-------- GIVEN RECORDS --------

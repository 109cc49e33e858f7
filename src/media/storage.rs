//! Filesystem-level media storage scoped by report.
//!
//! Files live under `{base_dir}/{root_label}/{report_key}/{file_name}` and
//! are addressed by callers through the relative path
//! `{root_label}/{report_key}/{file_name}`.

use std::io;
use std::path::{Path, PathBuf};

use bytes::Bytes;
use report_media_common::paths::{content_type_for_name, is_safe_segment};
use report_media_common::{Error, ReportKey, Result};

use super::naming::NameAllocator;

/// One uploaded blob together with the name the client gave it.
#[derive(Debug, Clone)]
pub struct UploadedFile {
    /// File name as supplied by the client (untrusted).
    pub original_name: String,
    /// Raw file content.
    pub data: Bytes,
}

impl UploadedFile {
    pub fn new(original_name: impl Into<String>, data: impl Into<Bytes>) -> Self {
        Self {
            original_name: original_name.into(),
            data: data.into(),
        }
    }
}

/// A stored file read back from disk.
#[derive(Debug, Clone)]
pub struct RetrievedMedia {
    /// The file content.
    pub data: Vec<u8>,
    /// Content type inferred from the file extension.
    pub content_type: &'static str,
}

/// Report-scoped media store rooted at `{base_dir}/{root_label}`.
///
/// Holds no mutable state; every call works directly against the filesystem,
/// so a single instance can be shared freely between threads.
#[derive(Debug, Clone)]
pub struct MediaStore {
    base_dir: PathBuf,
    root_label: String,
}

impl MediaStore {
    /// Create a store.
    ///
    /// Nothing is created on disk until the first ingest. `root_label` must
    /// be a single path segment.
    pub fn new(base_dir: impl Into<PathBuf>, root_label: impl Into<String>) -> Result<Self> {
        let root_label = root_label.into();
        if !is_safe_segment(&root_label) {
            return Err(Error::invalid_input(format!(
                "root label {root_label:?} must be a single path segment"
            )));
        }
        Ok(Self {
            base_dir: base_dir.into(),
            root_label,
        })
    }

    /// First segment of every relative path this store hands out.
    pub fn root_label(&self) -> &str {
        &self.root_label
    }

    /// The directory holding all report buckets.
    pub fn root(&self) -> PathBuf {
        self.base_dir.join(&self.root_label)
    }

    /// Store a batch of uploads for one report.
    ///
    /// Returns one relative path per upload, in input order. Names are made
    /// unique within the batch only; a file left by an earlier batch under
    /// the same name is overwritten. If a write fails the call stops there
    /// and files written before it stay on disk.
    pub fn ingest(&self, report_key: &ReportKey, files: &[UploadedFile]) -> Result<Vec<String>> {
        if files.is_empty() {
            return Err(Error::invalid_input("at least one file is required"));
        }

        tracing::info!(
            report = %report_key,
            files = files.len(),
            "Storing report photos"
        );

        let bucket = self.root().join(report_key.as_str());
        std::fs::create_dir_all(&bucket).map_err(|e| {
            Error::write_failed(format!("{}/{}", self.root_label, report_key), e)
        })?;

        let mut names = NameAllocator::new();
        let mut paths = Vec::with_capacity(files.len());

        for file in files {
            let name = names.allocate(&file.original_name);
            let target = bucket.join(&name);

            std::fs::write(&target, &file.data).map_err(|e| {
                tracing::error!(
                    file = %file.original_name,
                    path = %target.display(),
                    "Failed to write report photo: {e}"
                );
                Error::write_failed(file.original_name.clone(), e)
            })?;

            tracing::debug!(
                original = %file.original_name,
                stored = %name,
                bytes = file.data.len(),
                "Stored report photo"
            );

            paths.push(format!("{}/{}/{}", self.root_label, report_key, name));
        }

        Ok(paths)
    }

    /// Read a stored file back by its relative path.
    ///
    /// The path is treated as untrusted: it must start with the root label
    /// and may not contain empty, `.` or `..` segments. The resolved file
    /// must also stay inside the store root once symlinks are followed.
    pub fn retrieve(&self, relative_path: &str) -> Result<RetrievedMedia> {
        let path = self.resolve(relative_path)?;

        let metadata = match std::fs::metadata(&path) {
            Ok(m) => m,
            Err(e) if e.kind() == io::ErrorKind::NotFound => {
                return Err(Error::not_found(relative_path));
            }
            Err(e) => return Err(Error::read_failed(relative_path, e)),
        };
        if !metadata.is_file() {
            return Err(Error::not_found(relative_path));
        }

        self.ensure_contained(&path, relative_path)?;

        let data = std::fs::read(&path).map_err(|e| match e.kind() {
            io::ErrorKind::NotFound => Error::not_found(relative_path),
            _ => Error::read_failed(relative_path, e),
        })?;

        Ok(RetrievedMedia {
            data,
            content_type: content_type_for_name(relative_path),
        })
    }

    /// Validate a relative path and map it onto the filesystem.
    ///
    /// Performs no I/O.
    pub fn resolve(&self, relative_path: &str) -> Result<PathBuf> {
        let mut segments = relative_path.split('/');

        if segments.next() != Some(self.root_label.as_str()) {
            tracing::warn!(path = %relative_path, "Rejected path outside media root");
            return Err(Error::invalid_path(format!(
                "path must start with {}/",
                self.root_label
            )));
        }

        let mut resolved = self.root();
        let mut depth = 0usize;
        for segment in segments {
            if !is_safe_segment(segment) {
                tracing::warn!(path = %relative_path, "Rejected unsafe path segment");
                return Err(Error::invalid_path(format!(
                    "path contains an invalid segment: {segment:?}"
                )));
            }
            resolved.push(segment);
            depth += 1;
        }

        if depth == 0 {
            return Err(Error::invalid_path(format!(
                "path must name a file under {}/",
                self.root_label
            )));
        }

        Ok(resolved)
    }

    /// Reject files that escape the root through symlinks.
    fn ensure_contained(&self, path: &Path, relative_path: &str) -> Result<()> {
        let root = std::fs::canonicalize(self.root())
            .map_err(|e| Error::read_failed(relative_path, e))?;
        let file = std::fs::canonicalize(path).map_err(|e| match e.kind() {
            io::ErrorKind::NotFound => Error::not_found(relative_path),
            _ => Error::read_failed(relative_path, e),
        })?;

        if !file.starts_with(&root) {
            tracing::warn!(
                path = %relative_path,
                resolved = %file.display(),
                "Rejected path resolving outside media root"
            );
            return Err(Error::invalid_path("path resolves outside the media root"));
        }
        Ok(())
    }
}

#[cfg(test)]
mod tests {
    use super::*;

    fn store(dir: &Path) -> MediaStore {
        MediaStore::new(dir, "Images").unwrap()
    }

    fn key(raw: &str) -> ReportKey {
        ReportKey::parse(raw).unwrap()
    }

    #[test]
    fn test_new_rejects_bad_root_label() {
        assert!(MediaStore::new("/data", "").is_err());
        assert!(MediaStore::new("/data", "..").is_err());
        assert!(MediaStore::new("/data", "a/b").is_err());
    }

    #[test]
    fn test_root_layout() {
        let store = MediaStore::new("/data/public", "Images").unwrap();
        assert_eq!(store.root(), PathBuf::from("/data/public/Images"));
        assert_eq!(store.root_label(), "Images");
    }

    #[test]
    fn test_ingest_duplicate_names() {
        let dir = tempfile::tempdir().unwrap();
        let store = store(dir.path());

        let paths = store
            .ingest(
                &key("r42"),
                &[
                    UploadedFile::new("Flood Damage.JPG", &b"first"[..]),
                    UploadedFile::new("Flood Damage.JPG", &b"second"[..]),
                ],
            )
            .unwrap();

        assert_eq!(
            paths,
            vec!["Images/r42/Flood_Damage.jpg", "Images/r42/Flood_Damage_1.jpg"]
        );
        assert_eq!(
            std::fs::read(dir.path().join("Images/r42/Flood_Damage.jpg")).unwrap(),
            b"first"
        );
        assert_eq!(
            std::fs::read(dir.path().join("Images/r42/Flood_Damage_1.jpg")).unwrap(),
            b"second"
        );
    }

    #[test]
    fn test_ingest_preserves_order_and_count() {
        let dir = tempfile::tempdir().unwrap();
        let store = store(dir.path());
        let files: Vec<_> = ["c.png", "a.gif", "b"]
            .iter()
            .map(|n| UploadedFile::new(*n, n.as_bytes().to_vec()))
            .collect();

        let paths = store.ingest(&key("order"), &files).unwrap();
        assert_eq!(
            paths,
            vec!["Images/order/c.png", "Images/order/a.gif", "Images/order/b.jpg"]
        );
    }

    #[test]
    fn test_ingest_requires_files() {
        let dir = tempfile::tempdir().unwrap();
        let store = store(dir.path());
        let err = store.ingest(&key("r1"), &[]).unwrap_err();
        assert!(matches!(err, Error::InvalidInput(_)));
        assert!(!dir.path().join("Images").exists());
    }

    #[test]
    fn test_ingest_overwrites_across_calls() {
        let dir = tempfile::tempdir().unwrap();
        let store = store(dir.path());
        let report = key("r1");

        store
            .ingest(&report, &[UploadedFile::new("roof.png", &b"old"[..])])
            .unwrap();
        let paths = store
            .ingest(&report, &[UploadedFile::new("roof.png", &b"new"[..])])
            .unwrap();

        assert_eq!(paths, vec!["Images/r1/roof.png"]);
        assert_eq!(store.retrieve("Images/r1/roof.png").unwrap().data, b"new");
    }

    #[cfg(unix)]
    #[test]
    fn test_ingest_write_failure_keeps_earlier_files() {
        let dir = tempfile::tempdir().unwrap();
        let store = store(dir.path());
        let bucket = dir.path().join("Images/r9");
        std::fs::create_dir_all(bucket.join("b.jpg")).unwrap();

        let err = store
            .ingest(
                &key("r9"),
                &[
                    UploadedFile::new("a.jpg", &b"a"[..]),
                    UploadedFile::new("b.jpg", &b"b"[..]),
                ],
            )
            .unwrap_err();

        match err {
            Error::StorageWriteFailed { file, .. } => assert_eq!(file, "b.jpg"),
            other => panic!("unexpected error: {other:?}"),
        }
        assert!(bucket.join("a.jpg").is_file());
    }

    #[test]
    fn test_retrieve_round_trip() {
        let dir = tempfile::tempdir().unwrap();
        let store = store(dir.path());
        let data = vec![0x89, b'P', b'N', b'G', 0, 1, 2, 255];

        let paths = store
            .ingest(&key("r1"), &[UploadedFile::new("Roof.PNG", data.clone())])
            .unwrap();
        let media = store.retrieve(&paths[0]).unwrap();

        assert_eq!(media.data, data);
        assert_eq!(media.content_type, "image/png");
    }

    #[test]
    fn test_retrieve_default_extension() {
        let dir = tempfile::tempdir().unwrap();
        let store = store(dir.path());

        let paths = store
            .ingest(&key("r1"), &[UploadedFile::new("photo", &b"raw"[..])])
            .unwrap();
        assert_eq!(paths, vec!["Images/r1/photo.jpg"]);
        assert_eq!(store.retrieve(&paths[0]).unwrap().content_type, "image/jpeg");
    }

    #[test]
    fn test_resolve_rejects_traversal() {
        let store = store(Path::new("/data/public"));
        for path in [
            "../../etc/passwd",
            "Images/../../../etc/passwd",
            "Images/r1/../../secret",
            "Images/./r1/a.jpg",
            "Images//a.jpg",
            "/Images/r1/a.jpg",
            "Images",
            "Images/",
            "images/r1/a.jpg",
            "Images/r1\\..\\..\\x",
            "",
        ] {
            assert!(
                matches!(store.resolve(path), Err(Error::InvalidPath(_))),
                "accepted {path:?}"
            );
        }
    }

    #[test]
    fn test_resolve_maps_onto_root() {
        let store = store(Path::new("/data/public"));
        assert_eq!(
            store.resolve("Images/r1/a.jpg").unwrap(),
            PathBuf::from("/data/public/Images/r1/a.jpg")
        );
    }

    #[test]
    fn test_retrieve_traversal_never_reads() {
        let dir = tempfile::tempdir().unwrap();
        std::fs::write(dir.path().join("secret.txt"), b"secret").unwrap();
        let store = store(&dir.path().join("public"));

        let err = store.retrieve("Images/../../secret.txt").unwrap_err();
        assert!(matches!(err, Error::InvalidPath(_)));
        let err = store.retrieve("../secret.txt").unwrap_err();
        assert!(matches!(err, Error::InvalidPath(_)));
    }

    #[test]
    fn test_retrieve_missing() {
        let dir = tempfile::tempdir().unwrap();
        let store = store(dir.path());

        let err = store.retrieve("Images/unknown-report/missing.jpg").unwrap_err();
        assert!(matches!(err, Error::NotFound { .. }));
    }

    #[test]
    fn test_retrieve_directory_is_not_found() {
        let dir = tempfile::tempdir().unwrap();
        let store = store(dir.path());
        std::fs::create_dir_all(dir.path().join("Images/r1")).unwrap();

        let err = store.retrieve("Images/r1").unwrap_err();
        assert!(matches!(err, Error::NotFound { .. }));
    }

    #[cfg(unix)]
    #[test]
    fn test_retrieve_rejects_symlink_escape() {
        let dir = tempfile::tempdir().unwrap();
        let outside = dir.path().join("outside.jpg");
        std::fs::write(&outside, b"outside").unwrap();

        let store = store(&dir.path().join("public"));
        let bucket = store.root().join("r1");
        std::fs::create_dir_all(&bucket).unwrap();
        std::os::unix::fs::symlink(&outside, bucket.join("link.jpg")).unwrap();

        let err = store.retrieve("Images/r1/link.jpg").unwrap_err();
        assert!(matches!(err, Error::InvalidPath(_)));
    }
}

--------

WHAT YOU SHOULD DO —
Return all lines from the data that include the string "under".

OUTPUT OF THE EXERCISE —
//! Files live under `{base_dir}/{root_label}/{report_key}/{file_name}` and
    /// unique within the batch only; a file left by an earlier batch under
                "path must name a file under {}/",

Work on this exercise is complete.